Functional and Structural Characterisation of Spy0136, a Novel Group A Streptococcal Virulence Factor

Abstract

Streptococcus pyogenes (Group A Streptococcus, GAS) is a leading human pathogen associated with a broad range of diseases and over half a million deaths annually all over the world. GAS generates numerous virulence factors contributing to the bacteria's pathogenesis. However, the function of many of these factors has yet to be identified, and more studies to gain a better understanding of host and bacterial factors are required for developing therapeutic and prevention strategies. The GAS whole-genome study has recently provided new opportunities to identify novel virulence factors by discovering several open reading frames in the GAS genome.
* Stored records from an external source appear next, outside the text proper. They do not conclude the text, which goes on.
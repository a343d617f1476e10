//! `tools/call` parameter and result payloads.

use serde::{Deserialize, Serialize};
use serde_json::{Map, Value};

/// Parameters of a `tools/call` request.
#[derive(Debug, Clone, PartialEq, Serialize, Deserialize)]
pub struct CallToolParams {
    /// Registered tool name.
    pub name: String,
    /// Tool arguments; an omitted value is treated as an empty object.
    #[serde(default)]
    pub arguments: Option<Map<String, Value>>,
}

/// One block of tool output.
#[derive(Debug, Clone, PartialEq, Eq, Serialize, Deserialize)]
#[serde(tag = "type", rename_all = "snake_case")]
pub enum ContentBlock {
    /// Plain text content.
    Text {
        /// The text payload.
        text: String,
    },
}

/// Result of a successful `tools/call`.
#[derive(Debug, Clone, PartialEq, Eq, Serialize, Deserialize)]
#[serde(rename_all = "camelCase")]
pub struct CallToolResult {
    /// Output blocks.
    pub content: Vec<ContentBlock>,
    /// Set when the tool reports a domain-level failure.
    #[serde(default, skip_serializing_if = "Option::is_none")]
    pub is_error: Option<bool>,
}

impl CallToolResult {
    /// Wraps a handler payload as a single pretty-printed JSON text block.
    ///
    /// # Errors
    ///
    /// Returns the serializer error if `payload` cannot be encoded.
    pub fn json_text(payload: &Value) -> Result<Self, serde_json::Error> {
        Ok(Self {
            content: vec![ContentBlock::Text {
                text: serde_json::to_string_pretty(payload)?,
            }],
            is_error: None,
        })
    }

    /// Returns the text of the first block, if any.
    #[must_use]
    pub fn first_text(&self) -> Option<&str> {
        self.content.first().map(|block| match block {
            ContentBlock::Text { text } => text.as_str(),
        })
    }
}
//! Accessors for schema-validated tool arguments.

use crate::tool_registry::ports::{ToolHandlerError, ToolHandlerResult};
use serde_json::{Map, Value};

pub(super) fn required_str<'a>(
    arguments: &'a Map<String, Value>,
    key: &str,
) -> ToolHandlerResult<&'a str> {
    optional_str(arguments, key)
        .ok_or_else(|| ToolHandlerError::rejected(format!("missing argument '{key}'")))
}

pub(super) fn optional_str<'a>(arguments: &'a Map<String, Value>, key: &str) -> Option<&'a str> {
    arguments.get(key).and_then(Value::as_str)
}

pub(super) fn count(arguments: &Map<String, Value>, key: &str, fallback: u64) -> u64 {
    arguments
        .get(key)
        .and_then(Value::as_u64)
        .unwrap_or(fallback)
}
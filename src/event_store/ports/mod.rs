//! Port contract for event log storage.

mod store;

pub use store::{EventStore, EventStoreError, EventStoreResult};
//! Per-session log of outbound protocol messages.
//!
//! The streaming HTTP transport records every response it sends so that a
//! client reconnecting with `last-event-id` can resume without loss.
//!
//! - Domain types in [`domain`]
//! - The [`ports::EventStore`] contract in [`ports`]
//! - The in-memory implementation in [`adapters`]

pub mod adapters;
pub mod domain;
pub mod ports;
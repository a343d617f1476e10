//! Request dispatcher.

use super::{DispatchError, DispatchResult};
use crate::protocol::{
    CallToolParams, CallToolResult, InboundMessage, InitializeParams, InitializeResult,
    JsonRpcErrorResponse, JsonRpcRequest, JsonRpcResponse, ProtocolMessage, ServerCapabilities,
    ServerInfo, decode_message,
};
use crate::tool_registry::services::{ToolRegistry, ToolRegistryError};
use serde_json::{Value, json};
use std::sync::Arc;
use tracing::{Instrument, debug, error, info_span, warn};

/// Translates inbound requests into results against a [`ToolRegistry`].
///
/// Holds no per-session state; transports serialize calls per session.
#[derive(Debug, Clone)]
pub struct Dispatcher {
    registry: Arc<ToolRegistry>,
    server_info: ServerInfo,
    instructions: Option<String>,
}

impl Dispatcher {
    /// Creates a dispatcher for `registry`.
    #[must_use]
    pub const fn new(registry: Arc<ToolRegistry>, server_info: ServerInfo) -> Self {
        Self {
            registry,
            server_info,
            instructions: None,
        }
    }

    /// Sets the usage hint returned by `initialize`.
    #[must_use]
    pub fn with_instructions(mut self, instructions: impl Into<String>) -> Self {
        self.instructions = Some(instructions.into());
        self
    }

    /// Returns the tool registry.
    #[must_use]
    pub const fn registry(&self) -> &Arc<ToolRegistry> {
        &self.registry
    }

    /// Returns the server identity.
    #[must_use]
    pub const fn server_info(&self) -> &ServerInfo {
        &self.server_info
    }

    /// Resolves one request to its result value.
    ///
    /// # Errors
    ///
    /// Returns [`DispatchError`] for unknown methods or tools, invalid
    /// parameters and handler failures.
    pub async fn dispatch(&self, request: &JsonRpcRequest) -> DispatchResult<Value> {
        match request.method.as_str() {
            "initialize" => self.initialize(&request.params),
            "tools/list" => Ok(self.list_tools()),
            "tools/call" => self.call_tool(&request.params).await,
            "ping" => Ok(json!({})),
            other => Err(DispatchError::MethodNotFound(format!(
                "Method not found: {other}"
            ))),
        }
    }

    /// Resolves one request and frames the outcome as a response envelope.
    pub async fn handle(&self, request: &JsonRpcRequest) -> ProtocolMessage {
        debug!(method = %request.method, id = %request.id, "dispatching request");
        match self.dispatch(request).await {
            Ok(result) => JsonRpcResponse::new(request.id.clone(), result).into(),
            Err(err) => {
                debug!(method = %request.method, id = %request.id, error = %err, "request failed");
                JsonRpcErrorResponse::new(Some(request.id.clone()), err.into_rpc_error()).into()
            }
        }
    }

    /// Handles a decoded message. Notifications produce no response.
    pub async fn handle_inbound(&self, message: &InboundMessage) -> Option<ProtocolMessage> {
        match message {
            InboundMessage::Request(request) => Some(self.handle(request).await),
            InboundMessage::Notification(notification) => {
                debug!(method = %notification.method, "notification accepted");
                None
            }
        }
    }

    /// Decodes and handles raw bytes.
    ///
    /// Decoding failures are answered with a parse or invalid-request error.
    pub async fn handle_bytes(&self, raw: &[u8]) -> Option<ProtocolMessage> {
        match decode_message(raw) {
            Ok(message) => self.handle_inbound(&message).await,
            Err(err) => {
                debug!(error = %err, "rejecting undecodable message");
                Some(err.into_response().into())
            }
        }
    }

    fn initialize(&self, params: &Value) -> DispatchResult<Value> {
        let requested = if params.is_null() {
            InitializeParams::default()
        } else {
            serde_json::from_value::<InitializeParams>(params.clone()).map_err(|err| {
                DispatchError::invalid_params(
                    "Invalid initialize params",
                    Some(Value::String(err.to_string())),
                )
            })?
        };

        let result = InitializeResult {
            protocol_version: InitializeResult::negotiate_version(
                requested.protocol_version.as_deref(),
            )
            .to_owned(),
            server_info: self.server_info.clone(),
            capabilities: ServerCapabilities::default(),
            instructions: self.instructions.clone(),
        };
        serde_json::to_value(result)
            .map_err(|err| DispatchError::internal("Internal error", err.to_string()))
    }

    fn list_tools(&self) -> Value {
        json!({ "tools": self.registry.list() })
    }

    async fn call_tool(&self, params: &Value) -> DispatchResult<Value> {
        if params.is_null() {
            return Err(DispatchError::invalid_params(
                "tools/call requires params",
                None,
            ));
        }
        let call: CallToolParams = serde_json::from_value(params.clone()).map_err(|err| {
            DispatchError::invalid_params(
                "Invalid tools/call params",
                Some(Value::String(err.to_string())),
            )
        })?;
        let arguments = call.arguments.unwrap_or_default();

        let (descriptor, accepted) = self
            .registry
            .prepare_call(&call.name, &arguments)
            .map_err(registry_error)?;
        let tool = descriptor.name().clone();
        let handler = descriptor.handler();

        let span = info_span!("tool.invoke", tool = %tool);
        let outcome =
            tokio::spawn(async move { handler.invoke(accepted).await }.instrument(span)).await;

        match outcome {
            Ok(Ok(payload)) => CallToolResult::json_text(&payload)
                .and_then(serde_json::to_value)
                .map_err(|err| DispatchError::internal("Internal error", err.to_string())),
            Ok(Err(err)) => {
                warn!(tool = %tool, error = %err, "tool handler failed");
                Err(DispatchError::internal(
                    format!("Tool '{tool}' failed"),
                    err.to_string(),
                ))
            }
            Err(join_error) => {
                error!(tool = %tool, error = %join_error, "tool handler aborted");
                let detail = if join_error.is_panic() {
                    "tool handler panicked"
                } else {
                    "tool handler was cancelled"
                };
                Err(DispatchError::internal(format!("Tool '{tool}' failed"), detail))
            }
        }
    }
}

fn registry_error(err: ToolRegistryError) -> DispatchError {
    match err {
        ToolRegistryError::NotFound(name) => {
            DispatchError::MethodNotFound(format!("Unknown tool: {name}"))
        }
        ToolRegistryError::InvalidArguments { tool, violations } => DispatchError::invalid_params(
            format!("Invalid arguments for tool '{tool}'"),
            Some(Value::Array(
                violations
                    .iter()
                    .map(|violation| Value::String(violation.to_string()))
                    .collect(),
            )),
        ),
        other => DispatchError::internal("Internal error", other.to_string()),
    }
}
This study aimed to investigate the functional characterisation of one of these newly discovered genes annotated as spy0136. It is a conserved gene across all major emm types of GAS, including the most prevalent invasive strains and flanks the fibrinogen-binding, collagen-binding, T antigen (FCT) region of the GAS genome. Through producing the recombinant form of Spy0136, the structural properties of this protein and its contribution to GAS virulence were evaluated using several in-vitro and in-vivo assays. Spy0136 was found to bind C1s, C1r, C3, C5 complement proteins, and fibrinogen, suggesting a potential involvement of this protein in immune evasion mechanisms. This binding was shown to be glycan-dependent for C1s, C3, and C5. Functional analysis of Spy0136 in host immune evasion revealed that the protein inhibits complement-mediated haemolysis of erythrocytes. Moreover, activation of all three pathways of complement and the formation of C5b-9 on the GAS surface were inhibited in the presence of Spy0136. All these observations suggest that Spy0136 is a novel GAS immune evasion factor that interferes with the human complement system. Additionally, Spy0136-mediated protection was observed in whole blood killing assays, and in-vivo analysis of the wild-type and spy0136-knockout strains of GAS in a wax worm infection model showed attenuated virulence of the mutant strain than the wild-type and confirmed the role of Spy0136 in GAS virulence. This study provides novel insights into the mechanisms that GAS employs to fight the complement system and interact with its human host. This information could help to develop new preventive and therapeutic approaches against GAS.